══ DATA FOR PROCESSING ══

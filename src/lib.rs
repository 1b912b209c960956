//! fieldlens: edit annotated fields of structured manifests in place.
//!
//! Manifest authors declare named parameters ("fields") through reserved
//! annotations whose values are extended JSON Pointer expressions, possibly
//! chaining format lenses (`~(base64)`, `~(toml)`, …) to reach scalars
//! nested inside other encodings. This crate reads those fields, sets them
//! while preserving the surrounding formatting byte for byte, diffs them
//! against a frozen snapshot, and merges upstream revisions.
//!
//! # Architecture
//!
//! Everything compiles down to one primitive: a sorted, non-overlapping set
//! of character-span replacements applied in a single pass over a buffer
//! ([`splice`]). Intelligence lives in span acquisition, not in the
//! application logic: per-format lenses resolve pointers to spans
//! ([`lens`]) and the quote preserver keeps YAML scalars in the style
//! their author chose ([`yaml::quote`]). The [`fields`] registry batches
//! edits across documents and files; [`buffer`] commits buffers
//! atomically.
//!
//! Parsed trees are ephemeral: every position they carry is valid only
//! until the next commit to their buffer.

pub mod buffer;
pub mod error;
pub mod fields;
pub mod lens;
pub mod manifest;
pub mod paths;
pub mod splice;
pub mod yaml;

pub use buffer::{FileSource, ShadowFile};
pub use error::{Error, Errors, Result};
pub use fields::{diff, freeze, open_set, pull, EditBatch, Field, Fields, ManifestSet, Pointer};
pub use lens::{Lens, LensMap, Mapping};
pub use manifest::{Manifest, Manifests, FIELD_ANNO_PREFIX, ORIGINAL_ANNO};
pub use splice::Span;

═══

TASK GOAL: Search the listing above for the string "their" and copy each line that has it.

TASK RESPONSE:
//! their author chose ([`yaml::quote`]). The [`fields`] registry batches
//! until the next commit to their buffer.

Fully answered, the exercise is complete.